(Saved entries)

---

//! End-to-end sessions against fake pools on localhost.
//!
//! The primary pool's address has nothing listening; the backup is a small
//! scripted responder speaking the login dialect. The miner must fail over
//! to the backup, hash its job and get shares accepted.

use std::net::SocketAddr;
use std::sync::atomic::{AtomicUsize, Ordering};
use std::sync::Arc;
use std::time::Duration;

use serde_json::{json, Value};
use tokio::io::{AsyncBufReadExt, AsyncWriteExt, BufReader};
use tokio::net::{TcpListener, TcpStream};
use tokio::sync::watch;
use tokio::time::timeout;

use cpu_miner::config::Config;
use cpu_miner::cpu::{CapabilityProbe, SystemProbe};
use cpu_miner::hasher::Sha256dExecutor;
use cpu_miner::miner::Miner;
use cpu_miner::pool::{TcpConnector, NONCE_OFFSET};
use cpu_miner::status::StatusReport;

const WAIT: Duration = Duration::from_secs(20);

/// 64-bit target of 2^50: roughly one share per 16k hashes.
const TARGET: &str = "0000000000000400";

#[derive(Default)]
struct PoolCounters {
    logins: AtomicUsize,
    submits: AtomicUsize,
}

/// An address nothing listens on.
async fn unreachable_address() -> SocketAddr {
    let listener = TcpListener::bind("127.0.0.1:0").await.unwrap();
    let addr = listener.local_addr().unwrap();
    drop(listener);
    addr
}

async fn scripted_pool() -> (SocketAddr, Arc<PoolCounters>) {
    let listener = TcpListener::bind("127.0.0.1:0").await.unwrap();
    let addr = listener.local_addr().unwrap();
    let counters = Arc::new(PoolCounters::default());

    let shared = counters.clone();
    tokio::spawn(async move {
        while let Ok((stream, _)) = listener.accept().await {
            tokio::spawn(serve(stream, shared.clone()));
        }
    });
    (addr, counters)
}

async fn serve(stream: TcpStream, counters: Arc<PoolCounters>) {
    let (read, mut write) = stream.into_split();
    let mut lines = BufReader::new(read).lines();

    while let Ok(Some(line)) = lines.next_line().await {
        let request: Value = serde_json::from_str(&line).unwrap();
        let id = request["id"].clone();
        let result = match request["method"].as_str() {
            Some("login") => {
                counters.logins.fetch_add(1, Ordering::SeqCst);
                json!({
                    "id": "session-1",
                    "status": "OK",
                    "job": {
                        "job_id": "job-1",
                        "blob": hex::encode(vec![0u8; NONCE_OFFSET + 37]),
                        "target": TARGET,
                    },
                })
            }
            Some("submit") => {
                assert_eq!(request["params"]["id"], "session-1");
                assert_eq!(request["params"]["job_id"], "job-1");
                counters.submits.fetch_add(1, Ordering::SeqCst);
                json!({"status": "OK"})
            }
            Some("keepalived") => json!({"status": "KEEPALIVED"}),
            other => panic!("unexpected method {:?}", other),
        };

        let reply = json!({"id": id, "jsonrpc": "2.0", "result": result});
        let mut text = reply.to_string();
        text.push('\n');
        if write.write_all(text.as_bytes()).await.is_err() {
            break;
        }
    }
}

fn config(primary: SocketAddr, backup: SocketAddr) -> Config {
    Config::from_toml_str(&format!(
        r#"
        algo = "cryptonight-lite"
        donate_level = 0

        [[pools]]
        url = "{primary}"
        user = "wallet"

        [[pools]]
        url = "{backup}"
        user = "wallet"

        [threads]
        count = 1

        [memory]
        huge_pages = false

        [network]
        retry_min_ms = 100
        retry_max_ms = 500
        max_failures = 1000
        connect_timeout_ms = 1000
        response_timeout_ms = 5000

        [log]
        print_time_secs = 0
        "#
    ))
    .unwrap()
}

fn start(config: Config) -> (Miner, cpu_miner::control::Controller, watch::Receiver<StatusReport>) {
    Miner::new(
        Arc::new(config),
        SystemProbe::default().probe(),
        Arc::new(Sha256dExecutor),
        Arc::new(TcpConnector),
    )
}

#[tokio::test]
async fn fails_over_to_backup_and_gets_shares_accepted() {
    let primary = unreachable_address().await;
    let (backup, pool) = scripted_pool().await;
    let (miner, controller, mut status) = start(config(primary, backup));
    let run = tokio::spawn(miner.run());

    let backup_url = backup.to_string();
    let report = timeout(
        WAIT,
        status.wait_for(|s| {
            s.active_pool.as_deref() == Some(backup_url.as_str()) && s.results.accepted > 0
        }),
    )
    .await
    .expect("no accepted share from the backup pool")
    .unwrap()
    .clone();

    assert_eq!(report.pools.len(), 2);
    assert_ne!(report.pools[0].state, "Ready");
    assert!(!report.pools[0].active);
    assert_eq!(report.pools[1].state, "Ready");
    assert!(report.pools[1].active);
    assert!(report.healthy);
    assert_eq!(report.memory.buffers, 1);
    assert!(pool.submits.load(Ordering::SeqCst) > 0);

    controller.shutdown().unwrap();
    timeout(WAIT, run).await.unwrap().unwrap().unwrap();
}

#[tokio::test]
async fn restart_logs_in_again() {
    let primary = unreachable_address().await;
    let (backup, pool) = scripted_pool().await;
    let (miner, controller, mut status) = start(config(primary, backup));
    let run = tokio::spawn(miner.run());

    timeout(WAIT, status.wait_for(|s| s.active_pool.is_some()))
        .await
        .unwrap()
        .unwrap();
    assert_eq!(pool.logins.load(Ordering::SeqCst), 1);

    controller.restart().unwrap();
    timeout(WAIT, async {
        while pool.logins.load(Ordering::SeqCst) < 2 {
            tokio::time::sleep(Duration::from_millis(50)).await;
        }
    })
    .await
    .expect("no second login after restart");

    controller.pause().unwrap();
    timeout(WAIT, status.wait_for(|s| s.paused)).await.unwrap().unwrap();

    controller.shutdown().unwrap();
    timeout(WAIT, run).await.unwrap().unwrap().unwrap();
}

---

# What you are asked to do
Please return all of the entries shown above, exactly as they stand.

# Problem solution
//! End-to-end sessions against fake pools on localhost.
//!
//! The primary pool's address has nothing listening; the backup is a small
//! scripted responder speaking the login dialect. The miner must fail over
//! to the backup, hash its job and get shares accepted.

use std::net::SocketAddr;
use std::sync::atomic::{AtomicUsize, Ordering};
use std::sync::Arc;
use std::time::Duration;

use serde_json::{json, Value};
use tokio::io::{AsyncBufReadExt, AsyncWriteExt, BufReader};
use tokio::net::{TcpListener, TcpStream};
use tokio::sync::watch;
use tokio::time::timeout;

use cpu_miner::config::Config;
use cpu_miner::cpu::{CapabilityProbe, SystemProbe};
use cpu_miner::hasher::Sha256dExecutor;
use cpu_miner::miner::Miner;
use cpu_miner::pool::{TcpConnector, NONCE_OFFSET};
use cpu_miner::status::StatusReport;

const WAIT: Duration = Duration::from_secs(20);

/// 64-bit target of 2^50: roughly one share per 16k hashes.
const TARGET: &str = "0000000000000400";

#[derive(Default)]
struct PoolCounters {
    logins: AtomicUsize,
    submits: AtomicUsize,
}

/// An address nothing listens on.
async fn unreachable_address() -> SocketAddr {
    let listener = TcpListener::bind("127.0.0.1:0").await.unwrap();
    let addr = listener.local_addr().unwrap();
    drop(listener);
    addr
}

async fn scripted_pool() -> (SocketAddr, Arc<PoolCounters>) {
    let listener = TcpListener::bind("127.0.0.1:0").await.unwrap();
    let addr = listener.local_addr().unwrap();
    let counters = Arc::new(PoolCounters::default());

    let shared = counters.clone();
    tokio::spawn(async move {
        while let Ok((stream, _)) = listener.accept().await {
            tokio::spawn(serve(stream, shared.clone()));
        }
    });
    (addr, counters)
}

async fn serve(stream: TcpStream, counters: Arc<PoolCounters>) {
    let (read, mut write) = stream.into_split();
    let mut lines = BufReader::new(read).lines();

    while let Ok(Some(line)) = lines.next_line().await {
        let request: Value = serde_json::from_str(&line).unwrap();
        let id = request["id"].clone();
        let result = match request["method"].as_str() {
            Some("login") => {
                counters.logins.fetch_add(1, Ordering::SeqCst);
                json!({
                    "id": "session-1",
                    "status": "OK",
                    "job": {
                        "job_id": "job-1",
                        "blob": hex::encode(vec![0u8; NONCE_OFFSET + 37]),
                        "target": TARGET,
                    },
                })
            }
            Some("submit") => {
                assert_eq!(request["params"]["id"], "session-1");
                assert_eq!(request["params"]["job_id"], "job-1");
                counters.submits.fetch_add(1, Ordering::SeqCst);
                json!({"status": "OK"})
            }
            Some("keepalived") => json!({"status": "KEEPALIVED"}),
            other => panic!("unexpected method {:?}", other),
        };

        let reply = json!({"id": id, "jsonrpc": "2.0", "result": result});
        let mut text = reply.to_string();
        text.push('\n');
        if write.write_all(text.as_bytes()).await.is_err() {
            break;
        }
    }
}

fn config(primary: SocketAddr, backup: SocketAddr) -> Config {
    Config::from_toml_str(&format!(
        r#"
        algo = "cryptonight-lite"
        donate_level = 0

        [[pools]]
        url = "{primary}"
        user = "wallet"

        [[pools]]
        url = "{backup}"
        user = "wallet"

        [threads]
        count = 1

        [memory]
        huge_pages = false

        [network]
        retry_min_ms = 100
        retry_max_ms = 500
        max_failures = 1000
        connect_timeout_ms = 1000
        response_timeout_ms = 5000

        [log]
        print_time_secs = 0
        "#
    ))
    .unwrap()
}

fn start(config: Config) -> (Miner, cpu_miner::control::Controller, watch::Receiver<StatusReport>) {
    Miner::new(
        Arc::new(config),
        SystemProbe::default().probe(),
        Arc::new(Sha256dExecutor),
        Arc::new(TcpConnector),
    )
}

#[tokio::test]
async fn fails_over_to_backup_and_gets_shares_accepted() {
    let primary = unreachable_address().await;
    let (backup, pool) = scripted_pool().await;
    let (miner, controller, mut status) = start(config(primary, backup));
    let run = tokio::spawn(miner.run());

    let backup_url = backup.to_string();
    let report = timeout(
        WAIT,
        status.wait_for(|s| {
            s.active_pool.as_deref() == Some(backup_url.as_str()) && s.results.accepted > 0
        }),
    )
    .await
    .expect("no accepted share from the backup pool")
    .unwrap()
    .clone();

    assert_eq!(report.pools.len(), 2);
    assert_ne!(report.pools[0].state, "Ready");
    assert!(!report.pools[0].active);
    assert_eq!(report.pools[1].state, "Ready");
    assert!(report.pools[1].active);
    assert!(report.healthy);
    assert_eq!(report.memory.buffers, 1);
    assert!(pool.submits.load(Ordering::SeqCst) > 0);

    controller.shutdown().unwrap();
    timeout(WAIT, run).await.unwrap().unwrap().unwrap();
}

#[tokio::test]
async fn restart_logs_in_again() {
    let primary = unreachable_address().await;
    let (backup, pool) = scripted_pool().await;
    let (miner, controller, mut status) = start(config(primary, backup));
    let run = tokio::spawn(miner.run());

    timeout(WAIT, status.wait_for(|s| s.active_pool.is_some()))
        .await
        .unwrap()
        .unwrap();
    assert_eq!(pool.logins.load(Ordering::SeqCst), 1);

    controller.restart().unwrap();
    timeout(WAIT, async {
        while pool.logins.load(Ordering::SeqCst) < 2 {
            tokio::time::sleep(Duration::from_millis(50)).await;
        }
    })
    .await
    .expect("no second login after restart");

    controller.pause().unwrap();
    timeout(WAIT, status.wait_for(|s| s.paused)).await.unwrap().unwrap();

    controller.shutdown().unwrap();
    timeout(WAIT, run).await.unwrap().unwrap().unwrap();
}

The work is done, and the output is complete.